BEGIN Records shown
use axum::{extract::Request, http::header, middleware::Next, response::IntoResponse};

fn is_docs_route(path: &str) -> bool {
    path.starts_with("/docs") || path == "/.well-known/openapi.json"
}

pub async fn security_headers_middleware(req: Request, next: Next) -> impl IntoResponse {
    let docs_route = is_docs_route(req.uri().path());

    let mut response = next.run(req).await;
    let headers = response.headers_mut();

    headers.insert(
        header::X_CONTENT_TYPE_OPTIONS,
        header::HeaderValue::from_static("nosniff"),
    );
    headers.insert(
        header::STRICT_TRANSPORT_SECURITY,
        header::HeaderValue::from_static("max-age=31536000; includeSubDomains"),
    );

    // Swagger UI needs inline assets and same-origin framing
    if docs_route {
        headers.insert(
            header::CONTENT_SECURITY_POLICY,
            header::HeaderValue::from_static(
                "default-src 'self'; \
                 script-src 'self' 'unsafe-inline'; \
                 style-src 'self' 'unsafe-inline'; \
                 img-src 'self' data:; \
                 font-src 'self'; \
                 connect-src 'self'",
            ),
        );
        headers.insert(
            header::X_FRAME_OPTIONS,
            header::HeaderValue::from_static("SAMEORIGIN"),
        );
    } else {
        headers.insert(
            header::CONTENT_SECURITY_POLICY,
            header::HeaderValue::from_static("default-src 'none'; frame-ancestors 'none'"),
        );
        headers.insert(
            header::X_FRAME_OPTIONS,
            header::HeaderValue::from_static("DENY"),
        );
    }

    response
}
END Records shown
What is expected: Every record above is to be transcribed exactly as written.

Exercise result:
use axum::{extract::Request, http::header, middleware::Next, response::IntoResponse};

fn is_docs_route(path: &str) -> bool {
    path.starts_with("/docs") || path == "/.well-known/openapi.json"
}

pub async fn security_headers_middleware(req: Request, next: Next) -> impl IntoResponse {
    let docs_route = is_docs_route(req.uri().path());

    let mut response = next.run(req).await;
    let headers = response.headers_mut();

    headers.insert(
        header::X_CONTENT_TYPE_OPTIONS,
        header::HeaderValue::from_static("nosniff"),
    );
    headers.insert(
        header::STRICT_TRANSPORT_SECURITY,
        header::HeaderValue::from_static("max-age=31536000; includeSubDomains"),
    );

    // Swagger UI needs inline assets and same-origin framing
    if docs_route {
        headers.insert(
            header::CONTENT_SECURITY_POLICY,
            header::HeaderValue::from_static(
                "default-src 'self'; \
                 script-src 'self' 'unsafe-inline'; \
                 style-src 'self' 'unsafe-inline'; \
                 img-src 'self' data:; \
                 font-src 'self'; \
                 connect-src 'self'",
            ),
        );
        headers.insert(
            header::X_FRAME_OPTIONS,
            header::HeaderValue::from_static("SAMEORIGIN"),
        );
    } else {
        headers.insert(
            header::CONTENT_SECURITY_POLICY,
            header::HeaderValue::from_static("default-src 'none'; frame-ancestors 'none'"),
        );
        headers.insert(
            header::X_FRAME_OPTIONS,
            header::HeaderValue::from_static("DENY"),
        );
    }

    response
}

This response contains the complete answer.